(Stored items)
|---|
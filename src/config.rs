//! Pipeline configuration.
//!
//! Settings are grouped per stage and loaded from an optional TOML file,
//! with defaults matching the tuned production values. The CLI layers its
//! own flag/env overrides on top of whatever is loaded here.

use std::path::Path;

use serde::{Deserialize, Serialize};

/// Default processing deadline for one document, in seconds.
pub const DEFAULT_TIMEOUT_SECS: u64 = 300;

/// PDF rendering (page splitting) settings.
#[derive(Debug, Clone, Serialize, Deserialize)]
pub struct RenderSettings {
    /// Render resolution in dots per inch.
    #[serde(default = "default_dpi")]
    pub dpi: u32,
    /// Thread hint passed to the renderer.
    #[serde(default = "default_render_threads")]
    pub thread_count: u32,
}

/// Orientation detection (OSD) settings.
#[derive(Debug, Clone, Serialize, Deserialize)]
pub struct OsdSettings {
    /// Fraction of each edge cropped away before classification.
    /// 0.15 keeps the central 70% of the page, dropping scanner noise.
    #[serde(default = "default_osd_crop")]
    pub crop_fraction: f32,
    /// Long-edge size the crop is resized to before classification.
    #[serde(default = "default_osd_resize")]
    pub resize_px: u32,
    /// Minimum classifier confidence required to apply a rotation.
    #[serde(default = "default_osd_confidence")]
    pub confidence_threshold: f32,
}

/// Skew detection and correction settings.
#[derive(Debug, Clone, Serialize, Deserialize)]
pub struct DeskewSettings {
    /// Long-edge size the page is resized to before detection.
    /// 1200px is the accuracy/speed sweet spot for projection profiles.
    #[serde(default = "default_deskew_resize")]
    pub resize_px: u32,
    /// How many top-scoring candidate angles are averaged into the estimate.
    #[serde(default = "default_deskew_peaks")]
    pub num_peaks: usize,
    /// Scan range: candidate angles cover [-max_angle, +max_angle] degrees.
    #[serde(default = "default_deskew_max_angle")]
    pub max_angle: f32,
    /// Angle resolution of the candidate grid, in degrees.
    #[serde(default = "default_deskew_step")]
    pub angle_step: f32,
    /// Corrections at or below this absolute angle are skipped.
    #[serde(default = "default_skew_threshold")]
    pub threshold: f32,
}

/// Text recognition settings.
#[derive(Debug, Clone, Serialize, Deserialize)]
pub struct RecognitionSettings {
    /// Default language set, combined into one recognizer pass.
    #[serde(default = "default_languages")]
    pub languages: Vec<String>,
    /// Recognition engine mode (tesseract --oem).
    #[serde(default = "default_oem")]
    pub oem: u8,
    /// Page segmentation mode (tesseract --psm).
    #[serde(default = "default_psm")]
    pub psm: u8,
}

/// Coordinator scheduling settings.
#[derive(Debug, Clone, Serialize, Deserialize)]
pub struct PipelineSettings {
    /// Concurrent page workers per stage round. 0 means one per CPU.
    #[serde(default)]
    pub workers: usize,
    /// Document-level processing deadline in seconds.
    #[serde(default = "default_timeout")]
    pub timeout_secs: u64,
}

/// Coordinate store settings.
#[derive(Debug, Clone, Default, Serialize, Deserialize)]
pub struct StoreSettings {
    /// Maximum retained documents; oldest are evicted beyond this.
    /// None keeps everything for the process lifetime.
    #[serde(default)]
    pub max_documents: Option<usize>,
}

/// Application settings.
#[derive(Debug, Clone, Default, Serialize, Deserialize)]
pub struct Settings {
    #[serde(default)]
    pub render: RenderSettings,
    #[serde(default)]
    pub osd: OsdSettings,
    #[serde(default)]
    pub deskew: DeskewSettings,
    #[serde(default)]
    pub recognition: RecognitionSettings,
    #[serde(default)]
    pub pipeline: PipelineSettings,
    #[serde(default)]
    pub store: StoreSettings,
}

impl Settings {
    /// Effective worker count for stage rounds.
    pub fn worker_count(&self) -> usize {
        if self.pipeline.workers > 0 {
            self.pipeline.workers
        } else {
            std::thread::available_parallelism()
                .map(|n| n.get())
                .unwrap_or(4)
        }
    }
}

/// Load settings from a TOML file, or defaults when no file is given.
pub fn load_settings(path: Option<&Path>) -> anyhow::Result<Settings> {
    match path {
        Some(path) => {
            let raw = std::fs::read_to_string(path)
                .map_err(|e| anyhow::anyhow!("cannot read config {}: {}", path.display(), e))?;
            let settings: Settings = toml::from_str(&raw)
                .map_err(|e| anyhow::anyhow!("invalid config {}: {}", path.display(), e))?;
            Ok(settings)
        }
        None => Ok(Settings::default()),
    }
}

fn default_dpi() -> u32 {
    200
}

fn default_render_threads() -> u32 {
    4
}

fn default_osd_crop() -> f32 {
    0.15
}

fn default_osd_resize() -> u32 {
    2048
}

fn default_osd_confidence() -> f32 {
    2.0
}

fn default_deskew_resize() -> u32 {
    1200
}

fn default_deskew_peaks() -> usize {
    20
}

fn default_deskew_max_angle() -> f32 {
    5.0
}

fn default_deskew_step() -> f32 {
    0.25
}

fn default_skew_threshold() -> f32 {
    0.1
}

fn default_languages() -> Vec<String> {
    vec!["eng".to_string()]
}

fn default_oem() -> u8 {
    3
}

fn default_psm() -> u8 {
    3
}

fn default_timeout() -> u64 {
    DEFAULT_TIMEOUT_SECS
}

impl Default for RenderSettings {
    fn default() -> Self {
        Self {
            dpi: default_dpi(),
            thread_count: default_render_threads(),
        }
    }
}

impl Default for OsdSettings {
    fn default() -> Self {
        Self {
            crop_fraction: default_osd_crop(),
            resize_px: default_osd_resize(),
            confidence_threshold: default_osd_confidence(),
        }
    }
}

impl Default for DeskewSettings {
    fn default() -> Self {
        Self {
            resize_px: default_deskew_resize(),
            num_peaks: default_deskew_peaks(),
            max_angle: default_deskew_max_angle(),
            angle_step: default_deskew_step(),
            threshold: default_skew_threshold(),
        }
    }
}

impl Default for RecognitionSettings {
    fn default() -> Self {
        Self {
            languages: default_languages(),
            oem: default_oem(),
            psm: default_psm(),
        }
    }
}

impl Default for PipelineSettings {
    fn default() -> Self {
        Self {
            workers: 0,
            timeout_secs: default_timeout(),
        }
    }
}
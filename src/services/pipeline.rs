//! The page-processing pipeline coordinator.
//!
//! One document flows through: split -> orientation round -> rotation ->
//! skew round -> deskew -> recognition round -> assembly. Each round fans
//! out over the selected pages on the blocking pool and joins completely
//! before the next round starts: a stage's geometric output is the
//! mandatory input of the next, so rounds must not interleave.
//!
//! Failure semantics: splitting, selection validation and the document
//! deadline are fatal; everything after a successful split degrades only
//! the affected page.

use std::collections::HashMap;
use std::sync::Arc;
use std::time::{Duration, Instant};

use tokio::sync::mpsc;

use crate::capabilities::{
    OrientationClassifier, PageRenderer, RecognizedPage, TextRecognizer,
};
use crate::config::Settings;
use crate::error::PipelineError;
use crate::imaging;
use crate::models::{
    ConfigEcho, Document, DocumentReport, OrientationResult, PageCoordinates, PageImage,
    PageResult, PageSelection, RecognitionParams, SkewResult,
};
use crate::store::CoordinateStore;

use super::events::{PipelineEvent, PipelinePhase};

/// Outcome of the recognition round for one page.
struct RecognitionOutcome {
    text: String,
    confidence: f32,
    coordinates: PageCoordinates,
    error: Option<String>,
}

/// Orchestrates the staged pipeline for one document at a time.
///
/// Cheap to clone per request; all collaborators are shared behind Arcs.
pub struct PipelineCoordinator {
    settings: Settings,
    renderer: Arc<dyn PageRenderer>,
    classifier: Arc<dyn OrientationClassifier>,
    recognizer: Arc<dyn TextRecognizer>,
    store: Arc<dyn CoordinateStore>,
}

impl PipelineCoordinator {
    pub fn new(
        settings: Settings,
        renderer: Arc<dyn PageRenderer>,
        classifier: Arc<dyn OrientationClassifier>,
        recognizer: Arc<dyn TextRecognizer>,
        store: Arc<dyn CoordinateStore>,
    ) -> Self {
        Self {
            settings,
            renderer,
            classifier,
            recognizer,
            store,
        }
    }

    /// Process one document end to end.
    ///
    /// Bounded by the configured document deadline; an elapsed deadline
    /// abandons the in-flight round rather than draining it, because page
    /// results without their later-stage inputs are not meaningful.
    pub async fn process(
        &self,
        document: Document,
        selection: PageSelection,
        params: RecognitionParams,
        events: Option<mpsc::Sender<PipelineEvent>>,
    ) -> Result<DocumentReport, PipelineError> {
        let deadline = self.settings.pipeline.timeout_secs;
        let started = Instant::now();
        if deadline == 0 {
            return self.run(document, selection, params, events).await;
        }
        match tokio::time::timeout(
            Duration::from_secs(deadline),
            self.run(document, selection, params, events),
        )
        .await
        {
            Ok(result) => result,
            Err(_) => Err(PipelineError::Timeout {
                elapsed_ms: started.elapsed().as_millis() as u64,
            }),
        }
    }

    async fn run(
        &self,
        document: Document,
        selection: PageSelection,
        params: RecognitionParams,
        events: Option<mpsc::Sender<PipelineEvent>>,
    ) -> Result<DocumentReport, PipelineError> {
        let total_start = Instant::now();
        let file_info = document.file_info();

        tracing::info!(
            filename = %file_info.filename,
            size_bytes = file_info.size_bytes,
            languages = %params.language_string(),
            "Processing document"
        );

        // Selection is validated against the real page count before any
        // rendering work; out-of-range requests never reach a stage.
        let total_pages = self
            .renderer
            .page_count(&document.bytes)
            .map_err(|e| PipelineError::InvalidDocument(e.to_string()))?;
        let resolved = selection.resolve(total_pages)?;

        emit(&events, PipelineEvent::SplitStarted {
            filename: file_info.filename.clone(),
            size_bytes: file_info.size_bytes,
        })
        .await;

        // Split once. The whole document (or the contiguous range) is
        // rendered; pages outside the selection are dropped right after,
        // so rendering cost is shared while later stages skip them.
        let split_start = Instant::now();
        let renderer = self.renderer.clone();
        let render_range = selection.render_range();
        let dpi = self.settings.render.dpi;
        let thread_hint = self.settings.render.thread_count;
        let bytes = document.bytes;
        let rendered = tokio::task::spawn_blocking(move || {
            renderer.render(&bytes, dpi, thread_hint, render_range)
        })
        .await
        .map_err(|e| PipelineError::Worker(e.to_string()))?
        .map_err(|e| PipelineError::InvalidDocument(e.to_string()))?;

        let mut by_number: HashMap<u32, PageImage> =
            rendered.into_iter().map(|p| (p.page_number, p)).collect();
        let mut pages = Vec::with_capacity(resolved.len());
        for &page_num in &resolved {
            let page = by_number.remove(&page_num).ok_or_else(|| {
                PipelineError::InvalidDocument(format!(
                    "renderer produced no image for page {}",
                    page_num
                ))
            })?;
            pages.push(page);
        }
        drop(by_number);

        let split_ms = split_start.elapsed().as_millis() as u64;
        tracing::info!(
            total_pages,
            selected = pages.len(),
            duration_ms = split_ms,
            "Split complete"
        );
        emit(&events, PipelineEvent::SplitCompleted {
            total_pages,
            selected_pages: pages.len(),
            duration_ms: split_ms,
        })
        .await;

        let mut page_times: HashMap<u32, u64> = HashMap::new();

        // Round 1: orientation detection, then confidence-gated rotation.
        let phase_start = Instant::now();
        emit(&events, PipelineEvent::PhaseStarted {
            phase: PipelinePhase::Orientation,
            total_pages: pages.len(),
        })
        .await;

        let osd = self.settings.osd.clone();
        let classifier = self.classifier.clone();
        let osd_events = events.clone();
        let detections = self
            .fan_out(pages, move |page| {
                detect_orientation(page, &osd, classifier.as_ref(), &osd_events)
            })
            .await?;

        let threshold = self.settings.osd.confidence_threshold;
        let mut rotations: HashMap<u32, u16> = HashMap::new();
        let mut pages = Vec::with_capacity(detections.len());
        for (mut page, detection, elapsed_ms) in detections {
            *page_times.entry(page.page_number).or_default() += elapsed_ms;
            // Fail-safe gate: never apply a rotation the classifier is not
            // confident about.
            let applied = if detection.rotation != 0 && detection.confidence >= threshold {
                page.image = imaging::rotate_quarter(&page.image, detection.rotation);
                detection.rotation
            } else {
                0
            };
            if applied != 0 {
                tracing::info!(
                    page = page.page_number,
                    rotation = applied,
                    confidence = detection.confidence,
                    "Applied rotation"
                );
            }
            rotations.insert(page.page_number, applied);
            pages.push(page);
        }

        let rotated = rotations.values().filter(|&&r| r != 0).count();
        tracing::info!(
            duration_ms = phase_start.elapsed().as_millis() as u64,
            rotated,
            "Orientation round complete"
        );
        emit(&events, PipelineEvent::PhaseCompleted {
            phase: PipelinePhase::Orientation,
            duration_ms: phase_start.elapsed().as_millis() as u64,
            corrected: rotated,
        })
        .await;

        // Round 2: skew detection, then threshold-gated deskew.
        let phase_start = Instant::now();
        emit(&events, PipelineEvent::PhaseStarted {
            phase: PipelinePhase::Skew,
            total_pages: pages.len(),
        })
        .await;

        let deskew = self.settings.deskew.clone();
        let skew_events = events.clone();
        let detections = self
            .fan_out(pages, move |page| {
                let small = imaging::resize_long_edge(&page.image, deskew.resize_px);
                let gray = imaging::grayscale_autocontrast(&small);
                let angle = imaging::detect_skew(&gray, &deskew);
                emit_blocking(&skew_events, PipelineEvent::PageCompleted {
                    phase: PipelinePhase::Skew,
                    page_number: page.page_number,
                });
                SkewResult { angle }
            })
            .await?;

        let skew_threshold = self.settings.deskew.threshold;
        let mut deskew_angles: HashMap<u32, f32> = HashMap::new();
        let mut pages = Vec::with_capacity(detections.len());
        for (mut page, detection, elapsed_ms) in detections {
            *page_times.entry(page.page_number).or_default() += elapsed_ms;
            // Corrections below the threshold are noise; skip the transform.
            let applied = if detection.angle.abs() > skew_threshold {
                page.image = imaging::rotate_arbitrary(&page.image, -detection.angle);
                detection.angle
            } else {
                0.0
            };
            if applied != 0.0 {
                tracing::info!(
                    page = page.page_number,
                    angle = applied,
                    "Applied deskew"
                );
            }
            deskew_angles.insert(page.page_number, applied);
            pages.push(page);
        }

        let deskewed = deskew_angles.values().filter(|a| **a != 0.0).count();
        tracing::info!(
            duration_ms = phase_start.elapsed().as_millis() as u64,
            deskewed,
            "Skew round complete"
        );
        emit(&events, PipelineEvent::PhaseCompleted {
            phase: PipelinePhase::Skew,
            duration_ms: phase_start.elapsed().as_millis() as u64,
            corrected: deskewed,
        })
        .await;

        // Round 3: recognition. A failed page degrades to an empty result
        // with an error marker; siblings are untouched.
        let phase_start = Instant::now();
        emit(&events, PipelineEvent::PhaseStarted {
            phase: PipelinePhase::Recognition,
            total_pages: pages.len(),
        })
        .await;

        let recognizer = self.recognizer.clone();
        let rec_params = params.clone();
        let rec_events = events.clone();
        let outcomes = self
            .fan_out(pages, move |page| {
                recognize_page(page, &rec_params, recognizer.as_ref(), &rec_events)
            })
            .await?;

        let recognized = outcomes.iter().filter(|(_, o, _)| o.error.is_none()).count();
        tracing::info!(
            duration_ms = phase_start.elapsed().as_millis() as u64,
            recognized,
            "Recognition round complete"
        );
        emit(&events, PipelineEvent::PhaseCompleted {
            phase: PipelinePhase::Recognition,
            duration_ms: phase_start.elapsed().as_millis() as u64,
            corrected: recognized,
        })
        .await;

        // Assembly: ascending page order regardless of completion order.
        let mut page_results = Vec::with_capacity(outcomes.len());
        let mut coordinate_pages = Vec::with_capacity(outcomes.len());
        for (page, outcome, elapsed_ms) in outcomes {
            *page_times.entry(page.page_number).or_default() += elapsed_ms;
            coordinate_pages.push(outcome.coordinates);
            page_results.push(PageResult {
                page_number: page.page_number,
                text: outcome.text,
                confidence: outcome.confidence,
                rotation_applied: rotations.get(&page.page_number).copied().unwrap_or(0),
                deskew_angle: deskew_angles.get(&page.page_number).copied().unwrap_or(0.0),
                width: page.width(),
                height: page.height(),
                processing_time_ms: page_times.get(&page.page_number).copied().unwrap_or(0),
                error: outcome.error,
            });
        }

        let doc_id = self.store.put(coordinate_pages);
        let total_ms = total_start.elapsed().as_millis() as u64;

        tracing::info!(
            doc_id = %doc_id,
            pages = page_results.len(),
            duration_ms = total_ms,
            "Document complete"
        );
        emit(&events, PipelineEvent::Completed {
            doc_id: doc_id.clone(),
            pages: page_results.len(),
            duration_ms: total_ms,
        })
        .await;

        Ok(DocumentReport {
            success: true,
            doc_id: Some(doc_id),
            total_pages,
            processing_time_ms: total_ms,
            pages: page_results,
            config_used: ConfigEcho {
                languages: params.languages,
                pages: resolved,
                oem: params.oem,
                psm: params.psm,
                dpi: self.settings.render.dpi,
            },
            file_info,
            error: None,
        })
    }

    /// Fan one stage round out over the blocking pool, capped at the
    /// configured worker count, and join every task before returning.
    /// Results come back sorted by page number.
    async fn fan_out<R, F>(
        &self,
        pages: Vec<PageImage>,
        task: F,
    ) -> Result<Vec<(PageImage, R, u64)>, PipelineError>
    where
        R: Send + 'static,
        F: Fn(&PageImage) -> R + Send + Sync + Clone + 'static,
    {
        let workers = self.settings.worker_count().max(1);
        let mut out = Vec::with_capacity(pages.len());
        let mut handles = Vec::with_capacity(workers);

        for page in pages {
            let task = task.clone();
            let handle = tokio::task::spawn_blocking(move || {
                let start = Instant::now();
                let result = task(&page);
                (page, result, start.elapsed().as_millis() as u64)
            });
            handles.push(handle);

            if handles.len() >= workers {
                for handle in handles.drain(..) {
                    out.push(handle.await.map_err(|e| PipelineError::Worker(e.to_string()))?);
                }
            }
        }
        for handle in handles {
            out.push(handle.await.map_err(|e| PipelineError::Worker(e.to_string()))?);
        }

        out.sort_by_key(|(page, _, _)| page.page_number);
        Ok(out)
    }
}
|---|
Repeat every line exactly, starting with the first line of the entries, and stop once the line containing "(page splitting) settings." has been given.

filename src/config.rs
//! Pipeline configuration.
//!
//! Settings are grouped per stage and loaded from an optional TOML file,
//! with defaults matching the tuned production values. The CLI layers its
//! own flag/env overrides on top of whatever is loaded here.

use std::path::Path;

use serde::{Deserialize, Serialize};

/// Default processing deadline for one document, in seconds.
pub const DEFAULT_TIMEOUT_SECS: u64 = 300;

/// PDF rendering (page splitting) settings.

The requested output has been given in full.